Come sempre accade, dalle più dure avversità emerge con forza la luce della speranza. La sacrosanta protesta dei nostri ragazzi, che per inciso rappresentano il solo futuro di cui disponiamo, circa la famigerata Dad ( didattica a distanza) apre una parentesi di luce in quella che, forse, è la china più pericolosa nella quale la nostra società si sta incamminando: la realtà virtuale.
” Ne abbiamo abbastanza di guardare uno schermo, vogliamo i nostri insegnanti in carne e ossa!”. A distanza, ma vi abbraccio tutti! Anche sulle pagine di questo giornale, non poco tempo fa, sono state pubblicate parole, scritte da quello che desidero considerare un caro amico, che evidenziavano la grande importanza della presenza a scuola: sarebbe interessante poter disporre di una bilancia in grado di determinare il “peso” dell’istruzione e quello della prima vera convivenza in società, il valore del rapporto diretto, la sensazione e il profumo intenso della “realtà” che nessuno schermo riuscirà mai a riprodurre!

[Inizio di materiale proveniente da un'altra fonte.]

// Copyright 2026, Jeroen van Erp <jeroen@geeko.me>
// SPDX-License-Identifier: Apache-2.0

//! The system charts Rancher keeps installed and the planning of their desired state.

use crate::charts::config::ValueContext;
use crate::charts::manager::ChartRelease;
use crate::charts::settings::ChartSettings;
use crate::charts::values::{deep_merge, Values};
use crate::constants::charts::*;
use crate::constants::namespaces::SYSTEM;
use crate::constants::settings::{
    SHELL_IMAGE, SYSTEM_DEFAULT_REGISTRY, WEBHOOK_MIN_VERSION, WEBHOOK_VERSION,
};
use serde_json::{json, Value};

/// A chart Rancher installs or removes on its own
#[derive(Debug, Clone)]
pub struct ChartDefinition {
    pub release_namespace: &'static str,
    pub chart_name: &'static str,
    /// Setting holding the minimum chart version
    pub min_version_setting: Option<&'static str>,
    /// Setting holding the exact chart version
    pub exact_version_setting: Option<&'static str>,
    pub values: Option<fn(&ValueContext) -> Values>,
    pub enabled: Option<fn(&ValueContext) -> bool>,
    pub uninstall: bool,
    pub remove_namespace: bool,
}

impl ChartDefinition {
    fn new(release_namespace: &'static str, chart_name: &'static str) -> Self {
        Self {
            release_namespace,
            chart_name,
            min_version_setting: None,
            exact_version_setting: None,
            values: None,
            enabled: None,
            uninstall: false,
            remove_namespace: false,
        }
    }
}

/// The system charts, in installation order
pub fn system_charts() -> Vec<ChartDefinition> {
    vec![
        ChartDefinition {
            min_version_setting: Some(WEBHOOK_MIN_VERSION),
            exact_version_setting: Some(WEBHOOK_VERSION),
            values: Some(webhook_values),
            enabled: Some(|_| true),
            ..ChartDefinition::new(SYSTEM, WEBHOOK_CHART_NAME)
        },
        ChartDefinition {
            uninstall: true,
            remove_namespace: true,
            ..ChartDefinition::new(OPERATOR_NAMESPACE, OPERATOR_CHART_NAME)
        },
    ]
}

fn webhook_values(ctx: &ValueContext) -> Values {
    let mut values = Values::new();
    values.insert(
        "capi".to_string(),
        json!({ "enabled": ctx.features.embedded_cluster_api }),
    );
    values.insert("mcm".to_string(), json!({ "enabled": ctx.features.mcm }));
    if let Some(priority_class_name) = &ctx.priority_class_name {
        values.insert(
            PRIORITY_CLASS_KEY.to_string(),
            Value::String(priority_class_name.clone()),
        );
    }
    values
}

/// One step towards the desired system chart state
#[derive(Debug, Clone, PartialEq)]
pub enum ChartAction {
    Uninstall {
        namespace: String,
        chart_name: String,
        remove_namespace: bool,
    },
    Ensure(ChartRelease),
}

/// Compute the ordered actions that converge the system charts.
///
/// Values are layered as: global registry settings, the image override when a
/// registry override is active, the chart's own values replacing top-level
/// keys, and for the webhook the custom values from the `rancher-config`
/// ConfigMap deep-merged on top of everything.
pub fn plan_charts(
    definitions: &[ChartDefinition],
    ctx: &ValueContext,
    settings: &ChartSettings,
    registry_override: Option<&str>,
) -> Vec<ChartAction> {
    // With a specific image override the system default registry must not apply
    let system_default_registry = match registry_override {
        Some(_) => "",
        None => settings.get(SYSTEM_DEFAULT_REGISTRY),
    };
    let global = json!({ "cattle": { "systemDefaultRegistry": system_default_registry } });

    let mut actions = Vec::new();
    for definition in definitions {
        if definition.enabled.is_some_and(|enabled| !enabled(ctx)) {
            continue;
        }

        if definition.uninstall {
            actions.push(ChartAction::Uninstall {
                namespace: definition.release_namespace.to_string(),
                chart_name: definition.chart_name.to_string(),
                remove_namespace: definition.remove_namespace,
            });
            continue;
        }

        let mut values = Values::new();
        values.insert("global".to_string(), global.clone());

        let mut install_image_override = String::new();
        if let Some(registry) = registry_override {
            values.insert(
                "image".to_string(),
                json!({ "repository": format!("{}/{}", registry, WEBHOOK_IMAGE) }),
            );
            install_image_override = format!("{}/{}", registry, settings.get(SHELL_IMAGE));
        }

        if let Some(producer) = definition.values {
            values.extend(producer(ctx));
        }

        let is_webhook = definition.chart_name == WEBHOOK_CHART_NAME;
        if let Some(custom) = ctx.webhook_values.as_ref().filter(|_| is_webhook) {
            deep_merge(&mut values, custom.clone());
        }

        let min_version = definition
            .min_version_setting
            .map(|s| settings.get(s))
            .unwrap_or_default()
            .to_string();
        let mut exact_version = definition
            .exact_version_setting
            .map(|s| settings.get(s))
            .unwrap_or_default()
            .to_string();
        // The webhook has to adopt resources that predate the chart, which only
        // works when installing from a minimum version
        if is_webhook && !min_version.is_empty() {
            exact_version.clear();
        }

        actions.push(ChartAction::Ensure(ChartRelease {
            namespace: definition.release_namespace.to_string(),
            chart_name: definition.chart_name.to_string(),
            min_version,
            exact_version,
            values,
            take_ownership: is_webhook,
            install_image_override,
        }));
    }
    actions
}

Se è indubbio il valore del supporto digitale, deve essere ben chiaro che nulla potrà mai supportare il rapporto diretto tra le persone. Non esiste chat che possa prendere il posto di una vivace e profonda chiacchierata e confronto tra due persone sedute allo stesso tavolo davanti a due bicchieri della bevanda preferita. Non esiste confronto tra il dibattito scaturito in una assemblea e il disordinato ciarlare tra assenti su un social! La timida frase pronunciata per la prima volta guardando gli occhi della persona amata non è neppure confrontabile con la serie di cuoricini che accompagnano un Sms. Perfino la scrittura, sulle pagine di un libro, è unicamente un indispensabile surrogato di un confronto nella realtà.
Qualche dubbio? Riflettiamo: cento anni fa nasceva Sciascia e ci ha lasciato un tesoro di parole che racchiudono il sentore della sua Sicilia e non solo, libri che ho letto e anche riletto (Il giorno della civetta) ma confrontiamo la lettura con un pomeriggio trascorso con lo scrittore, seduti nel chiosco ricavato nelle rovine della tonnara di Vindicari ad ascoltare la sua vera voce e potremo valutare la differenza.
Dall’altra parte del mondo un altro aspetto della realtà virtuale sta sollevando non poche perplessità, per non dire timori e dubbi. Il social Twitter ha oscurato le tracce di “the Donald” proibendogli quindi di raggiungere le sue numerose schiere di seguaci. Ancora una volta sulle pagine di Leggilanotizia ho scritto di una rivista francese di satira la cui sede era stata oggetto di un assalto da parte di oppositori: quella volta scrissi che il formato della rivista, le sue vignette disordinate e caotiche non incontravano il mio gusto e più recentemente ne ho denunciato lo scritto troppo provocatorio e apertamente blasfemo, ma ripeto che mi batterò fino in fondo affinché quella rivista (Charlie Hebdo) possa continuare nelle sue pubblicazioni.
E perché dunque Twitter si arroga il diritto di sospendere il Trump-pensiero? Chi è Twitter per poter oscurare le idee di chiunque di noi? Sia bene chiaro che non ho nessuna intenzione di difendere quello che secondo me rappresenta il più grossolano errore del Popolo americano (e dire che ne ha commesso di grossi…) ma non posso accettare che “un privato” possa decidere se quello che dico io possa essere giusto o no, se pubblicarlo o no, azzerando d’amblé la mia libertà d’espressione.
Se siamo disposti ad accettare che un “social” possa decidere quello che è giusto e quello che non lo è, a mio avviso, siamo incamminati in una china molto pericolosa e condivido appieno l’idea di Massimo Cacciari che descrive l’evento con il termine “siamo alla frutta”. Aggiungerei che la frutta mi sembra anche guasta!
Del fatto che su supporto digitale si possa scrivere di tutto in perfetto anonimato, parleremo un’altra volta, ma serviranno molte pagine.